At market level, Rabobank says, the global economy is starting to decelerate after two years of strong and rising growth. Locally, Australian consumers also face rising economic pressures as "east coast housing prices enter what looks like a major correction, mortgage rates rise and wages growth remains absent".

Hunt says forecasts for global economic growth – including by Rabobank – are being reduced, to just below average.

"While economic forecasts don’t look too bad, the language economists are using suggests a level of pessimism that is not yet factored into these numbers," he says.

"What concerns us most in 2019 is not so much the likely path for the global economy – which is less favourable than 2018, but not bad – but the risk something worse may eventuate."

This includes the slowing Chinese economy and escalating international trade tensions, the report says.

"The slowdown in the Chinese economy is a particular concern for Australian ag," Hunt says, with China growing at its slowest rate since 1990 in the closing quarter of 2018.

Brexit and the risk of a "calamitous exit" of the UK from the EU was also looming large.

"A no-deal departure would have a heavy impact in two key markets for Australian agricultural products," he says.

The potential of both a worsening or a resolution of the US/China trade war also brought its own set of risks.

"These include flow-on impacts on consumption from a possible US recession if the trade war escalates, or indeed a resolution that favours US agriculture at the expense of Australia," says Hunt.

Outlook

Overall, the Rabobank report says, if Australia sees a return to "something approaching average rainfall, our base case suggests 2019 will bring a decent year for Australian agriculture – with improved production conditions offsetting what we expect will be somewhat less favourable condition".

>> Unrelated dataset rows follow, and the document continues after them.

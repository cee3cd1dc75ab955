//! Application state and key handling for the terminal game.

use crate::games::tictactoe::{
    Game, HeuristicOpponent, Mark, MoveError, Opponent, Outcome, Position, SymbolAssignment,
};
use crate::theme;
use crossterm::event::KeyCode;
use rand_chacha::ChaCha8Rng;
use tracing::{debug, info, instrument, warn};

use super::input::{digit_position, move_cursor};

/// Which screen is showing.
#[derive(Debug, Clone, Copy, PartialEq, Eq)]
pub enum Screen {
    /// Choosing X or O. Confirming creates the game instance.
    SymbolSelect {
        /// Currently highlighted mark.
        selected: Mark,
    },
    /// The board is live.
    Playing,
    /// A terminal outcome was reached.
    Finished,
}

/// What the event loop should do after a key.
#[derive(Debug, Clone, Copy, PartialEq, Eq)]
pub enum KeyOutcome {
    /// Keep running.
    Continue,
    /// Leave the application.
    Quit,
}

/// Main application state.
#[derive(Debug)]
pub struct App {
    screen: Screen,
    game: Game,
    cursor: Position,
    status: String,
    opponent: HeuristicOpponent<ChaCha8Rng>,
}

impl App {
    /// Creates the app with `initial` highlighted on the selection screen.
    ///
    /// With `skip_select` the game starts straight away with `initial`.
    #[instrument(skip(rng))]
    pub fn new(rng: ChaCha8Rng, initial: Mark, skip_select: bool) -> Self {
        let mut app = Self {
            screen: Screen::SymbolSelect { selected: initial },
            game: Game::default(),
            cursor: Position::Center,
            status: "Choose your mark".to_string(),
            opponent: HeuristicOpponent::new(theme::OPPONENT_NAME, rng),
        };
        if skip_select {
            app.start_game(initial);
        }
        app
    }

    /// Current screen.
    pub fn screen(&self) -> Screen {
        self.screen
    }

    /// Current game.
    pub fn game(&self) -> &Game {
        &self.game
    }

    /// Cell under the cursor.
    pub fn cursor(&self) -> Position {
        self.cursor
    }

    /// Status line text.
    pub fn status(&self) -> &str {
        &self.status
    }

    /// True when the loop should pause and then call [`App::opponent_move`].
    pub fn awaiting_opponent(&self) -> bool {
        self.screen == Screen::Playing && self.game.is_opponent_turn()
    }

    /// Handles one key press.
    #[instrument(skip(self))]
    pub fn handle_key(&mut self, key: KeyCode) -> KeyOutcome {
        if key == KeyCode::Char('q') || key == KeyCode::Esc {
            info!("User quit");
            return KeyOutcome::Quit;
        }

        match self.screen {
            Screen::SymbolSelect { selected } => match key {
                KeyCode::Left | KeyCode::Right | KeyCode::Up | KeyCode::Down | KeyCode::Tab => {
                    self.screen = Screen::SymbolSelect {
                        selected: selected.opponent(),
                    };
                }
                KeyCode::Char('x') | KeyCode::Char('X') => self.start_game(Mark::X),
                KeyCode::Char('o') | KeyCode::Char('O') => self.start_game(Mark::O),
                KeyCode::Enter | KeyCode::Char(' ') => self.start_game(selected),
                _ => {}
            },
            Screen::Playing => match key {
                KeyCode::Char('r') => self.new_battle(),
                KeyCode::Enter | KeyCode::Char(' ') => self.play(self.cursor),
                KeyCode::Left | KeyCode::Right | KeyCode::Up | KeyCode::Down => {
                    self.cursor = move_cursor(self.cursor, key);
                }
                other => {
                    if let Some(pos) = digit_position(other) {
                        self.cursor = pos;
                        self.play(pos);
                    }
                }
            },
            Screen::Finished => match key {
                KeyCode::Enter | KeyCode::Char('r') => self.new_battle(),
                KeyCode::Char('s') => {
                    self.screen = Screen::SymbolSelect {
                        selected: self.game.symbols().human(),
                    };
                    self.status = "Choose your mark".to_string();
                }
                _ => {}
            },
        }
        KeyOutcome::Continue
    }

    /// Lets the opponent take its turn.
    #[instrument(skip(self))]
    pub fn opponent_move(&mut self) {
        match self.game.place_opponent(&mut self.opponent) {
            Ok(Some(pos)) => {
                debug!(position = %pos, "Opponent moved");
                self.status = format!("{} played {}", self.opponent.name(), pos.label());
                self.after_placement();
            }
            Ok(None) => debug!("Opponent had no move"),
            Err(e) => warn!(error = %e, "Opponent move rejected"),
        }
    }

    fn start_game(&mut self, mark: Mark) {
        info!(%mark, "Starting game");
        self.game = Game::new(SymbolAssignment::new(mark));
        self.begin();
    }

    fn new_battle(&mut self) {
        self.game.reset();
        self.begin();
    }

    fn begin(&mut self) {
        self.screen = Screen::Playing;
        self.cursor = Position::Center;
        self.status = if self.game.is_opponent_turn() {
            format!("{} {}", theme::NEW_BATTLE, theme::THINKING)
        } else {
            format!("{} Your move.", theme::NEW_BATTLE)
        };
    }

    fn play(&mut self, pos: Position) {
        if !self.game.is_human_turn() {
            return;
        }
        match self.game.place_human(pos) {
            Ok(_) => {
                self.status = theme::THINKING.to_string();
                self.after_placement();
            }
            Err(e @ MoveError::SquareOccupied(_)) => {
                debug!(error = %e, "Ignoring move");
                self.status = e.to_string();
            }
            Err(e) => warn!(error = %e, "Move rejected"),
        }
    }

    fn after_placement(&mut self) {
        let outcome = self.game.outcome();
        if let Some(toast) = theme::toast(outcome) {
            info!(%outcome, "Game over");
            self.status = toast.to_string();
            self.screen = Screen::Finished;
        } else if outcome == Outcome::None && self.game.is_human_turn() {
            self.status.push_str(" Your move.");
        }
    }
}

"But Australian agriculture would do well to consider the downside market risks when planning for the next season."

Commodities

For specific commodities, the Rabobank report finds that for wheat global prices will come under pressure during the second half of 2019. The prevailing factor in global grain markets for 2019 will be US-China trade relations, and this will have implications for Australian grain. Wheat pricing will be affected as US farmers substitute soybeans for more wheat and corn.

Dairy has ongoing pressure on supply chain margins with feed shortages and reduced herds driving down milk production. For irrigation farmers across the southern Murray-Darling Basin, the outlook for water availability presents an ongoing risk. 2019 brings anticipation of a range of initiatives including the Australian Dairy Plan and Mandatory Code of Conduct. 

The outlook is good for grains and oilseeds, but an anti-dumping investigation by China into Australian barley exports has the potential to disrupt one of the Australian barley industry’s largest trade flows. An area to watch, says Rabobank, is the Indian general elections in March/April that could affect pulse production and import policies.

Beef production is down and prices steady as the sector waits for rain. African swine fever will impact global animal protein markets, other protein sources will fill the gap, supporting prices.

Sheepmeat prices are expected to stay strong, but production to ease after a high-slaughter year in 2018. Rabobank predicts a tougher year for the poultry industry whilst pork will continue to be limited by high grain prices.

Sugar and cotton prices are expected to steadily rise, while wool supply will support strong prices, but its demand outlook is uncertain.

Continued growth in wine export values are expected, but more modest than in recent years, with global macro factors bringing potential downside, while horticulture’s strong 2018 performance is likely to continue into 2019.